All, we should note, involve the body 11 and are not far removed from the transports named by James (1985: 314), which he takes from Yoga: diet, posture, breathing, intellectual concentration, and moral discipline—preliminary voluntary operations which facilitate the oncoming of the mystical state (1985: 300). We might also note Crowley’s use of eastern terms borrowed from Saivite tantra (the notion of chakras) and also the description of her state as ‘samadhi’ 12. As noted earlier, this necessitates some training—learning and methodical practice that allows the practitioner to consciously manipulate the senses in order to achieve this state. And this, as Roof and Taylor point out, means that ‘religious experience can arise out of practice and that people have the capacity to learn to have religious experiences . . . they can learn how to create their own brain states, which are defined or labelled as religious’ (1995: 202), the aim being to cultivate qualities which imbue everyday life rather than merely to facilitate transient altered states of consciousness. This ability comes gradually from the practice of ritual rather than from rules or ideas about Wicca or its borrowings from tantra, and the experience enabled by it must be distinguished from the preliminary efforts by which it is preceded. 13 It does not mean that the experience itself is forced or controlled—it is often powerful and manifests in unexpected ways, and is as frequently terrifying (opening doors to demons which must be slain) as it is uplifting. For ‘beyond the threshold of waking consciousness, we have dimensions of experience not readily understood by the normal self’ (Taylor, 1996: 85) and there are good reasons why, as James argued in ‘The Hidden Self’ (and here I both rely on and quote from Eugene Taylor), ‘normal waking consciousness remains forever familiar only with itself and is fearful of anything beyond the margin of the known’ (Taylor, 1996: 42). Ritual is clearly one of the mechanisms by which consciousness beyond the margin might be tapped, a subconscious doorway through which we may experience the plurality of selves and of consciousness parted from our normal waking consciousness by only the filmiest of screens.

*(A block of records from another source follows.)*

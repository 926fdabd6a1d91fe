mod config;
mod error;
mod handlers;
mod models;
mod routes;
mod state;

use axum::{
    Router,
    routing::{get, put},
};
use config::Config;
use state::AppState;
use tokio::net::TcpListener;
use tower_http::trace::TraceLayer;

#[tokio::main]
async fn main() -> anyhow::Result<()> {
    dotenvy::dotenv().ok();
    tracing_subscriber::fmt::init();

    tracing::info!("memory-api starting");

    let config = Config::from_env()?;
    config.log_startup();

    let state = AppState::default();

    let app = Router::new()
        .route(routes::HEALTH, get(handlers::health_handler))
        .route(
            routes::ITEMS,
            get(handlers::list_handler).post(handlers::create_handler),
        )
        .route(
            routes::ITEM,
            put(handlers::update_handler).delete(handlers::delete_handler),
        )
        .layer(TraceLayer::new_for_http())
        .with_state(state);

    let addr = format!("{}:{}", config.service_host, config.service_port);
    let listener = TcpListener::bind(&addr).await?;
    tracing::info!("Listening on {}", addr);

    axum::serve(listener, app).await?;

    Ok(())
}
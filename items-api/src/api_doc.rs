use utoipa::openapi::security::{HttpAuthScheme, HttpBuilder, SecurityScheme};
use utoipa::{Modify, OpenApi};

use crate::error::{ErrorResponse, HealthResponse, UnhealthyResponse};
use crate::handlers;
use crate::models::{
    CreateResponse, DeleteResponse, ItemInput, ItemResponse, ListResponse, LoginRequest,
    LoginResponse, UpdateResponse,
};

/// OpenAPI documentation
#[derive(OpenApi)]
#[openapi(
    info(
        title = "items-api",
        version = "1.0.0",
        description = "A minimal item-management API backed by SQLite, gated by JWT bearer tokens"
    ),
    paths(
        handlers::health::health_handler,
        handlers::login::login_handler,
        handlers::create::create_handler,
        handlers::get::get_handler,
        handlers::list::list_handler,
        handlers::update::update_handler,
        handlers::delete::delete_handler
    ),
    components(
        schemas(
            ItemInput,
            ItemResponse,
            CreateResponse,
            UpdateResponse,
            DeleteResponse,
            ListResponse,
            LoginRequest,
            LoginResponse,
            ErrorResponse,
            HealthResponse,
            UnhealthyResponse
        )
    ),
    modifiers(&SecurityAddon),
    tags(
        (name = "health", description = "Health check operations"),
        (name = "auth", description = "Token issuance"),
        (name = "items", description = "Item CRUD operations (bearer token required)")
    )
)]
pub struct ApiDoc;

/// Registers the bearer token scheme referenced by the item routes
struct SecurityAddon;

impl Modify for SecurityAddon {
    fn modify(&self, openapi: &mut utoipa::openapi::OpenApi) {
        if let Some(components) = openapi.components.as_mut() {
            components.add_security_scheme(
                "bearer_auth",
                SecurityScheme::Http(
                    HttpBuilder::new()
                        .scheme(HttpAuthScheme::Bearer)
                        .bearer_format("JWT")
                        .build(),
                ),
            );
        }
    }
}
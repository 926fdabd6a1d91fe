use crate::models::Item;
use crate::state::AppState;
use axum::{Json, extract::State, http::StatusCode};

/// GET /items handler - List all items
///
/// Returns the full list in insertion order. Indexes into this list are
/// the addresses used by the update and delete endpoints.
pub async fn list_handler(State(state): State<AppState>) -> (StatusCode, Json<Vec<Item>>) {
    let items = state.items.read().await;

    tracing::info!("Listed {} items", items.len());
    (StatusCode::OK, Json(items.clone()))
}
use axum::{
    Json,
    http::StatusCode,
    response::{IntoResponse, Response},
};
use serde::{Deserialize, Serialize};

/// Error response type
#[derive(Serialize, Deserialize)]
pub struct ErrorResponse {
    pub error: String,
}

/// Response type for health check endpoint
#[derive(Serialize, Deserialize)]
pub struct HealthResponse {
    pub status: String,
}

/// Custom error type for API endpoints
///
/// Maps each failure mode to an HTTP status code and a JSON body.
#[derive(Debug)]
pub enum ApiError {
    /// Path parameter was not a valid list index
    InvalidIndex(String),
    /// Index was out of range for the current list
    ItemNotFound(usize),
    /// Request body failed validation
    InvalidItem(String),
}

impl IntoResponse for ApiError {
    fn into_response(self) -> Response {
        let (status, error_message) = match self {
            ApiError::InvalidIndex(raw) => (
                StatusCode::BAD_REQUEST,
                format!("Invalid index: expected a non-negative integer, got '{}'", raw),
            ),
            ApiError::ItemNotFound(index) => (
                StatusCode::NOT_FOUND,
                format!("Item not found at index {}", index),
            ),
            ApiError::InvalidItem(msg) => {
                (StatusCode::BAD_REQUEST, format!("Invalid item: {}", msg))
            }
        };

        let body = Json(ErrorResponse {
            error: error_message,
        });

        (status, body).into_response()
    }
}
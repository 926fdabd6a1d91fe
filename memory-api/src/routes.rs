// Route path constants - single source of truth for all API paths

pub const HEALTH: &str = "/health";
pub const ITEMS: &str = "/items";
pub const ITEM: &str = "/items/{index}";
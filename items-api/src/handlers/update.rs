use crate::error::{ApiError, ErrorResponse};
use crate::models::{ItemInput, UpdateResponse};
use crate::routes;
use crate::state::AppState;
use axum::{
    Json,
    extract::{Path, State},
    http::StatusCode,
};

/// PUT /items/:id handler - Replace an item's name and price
#[utoipa::path(
    put,
    path = routes::ITEM,
    params(
        ("id" = i64, Path, description = "Item id")
    ),
    request_body = ItemInput,
    responses(
        (status = 200, description = "Item updated", body = UpdateResponse),
        (status = 400, description = "Invalid id or item", body = ErrorResponse),
        (status = 401, description = "Missing or invalid token", body = ErrorResponse),
        (status = 404, description = "Item not found", body = ErrorResponse),
        (status = 500, description = "Database error", body = ErrorResponse)
    ),
    security(("bearer_auth" = [])),
    tag = "items"
)]
pub async fn update_handler(
    State(state): State<AppState>,
    Path(id_str): Path<String>,
    Json(input): Json<ItemInput>,
) -> Result<(StatusCode, Json<UpdateResponse>), ApiError> {
    // Parse and validate the id
    let id = id_str
        .parse::<i64>()
        .map_err(|_| ApiError::InvalidId(id_str.clone()))?;

    input.validate().map_err(ApiError::InvalidItem)?;

    match state.store.update(id, &input.name, input.price).await? {
        Some(row) => {
            tracing::info!("Updated item {}", id);
            Ok((
                StatusCode::OK,
                Json(UpdateResponse {
                    message: "Item updated".to_string(),
                    item: row.into(),
                }),
            ))
        }
        None => Err(ApiError::ItemNotFound(id)),
    }
}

William James and the Study of ‘Alternative Spirituality’
It seems also to be the case that James’s
Varieties is itself separated
from us by the filmiest of screens. In his short essay that seeks
to revisit the Varieties
, Charles Taylor describes his experience
as he reread James’s Varieties :
The sense I had of treading in the footsteps of this trail-blazing predecessor was enhanced by the powerful recurring impression, in passage after passage of James’s work, that (style and topical references aside) it could have been written yesterday, as against almost a hundred years ago (2002: v)
At the beginning of Chapter 1, he continues
to stress the point:
It is astonishing how little dated it is. Some of the detail may be strange, but you easily think of examples in our world that fit the themes James is developing. You can even find yourself forgetting that these lectures were delivered a hundred years ago (2002: 3)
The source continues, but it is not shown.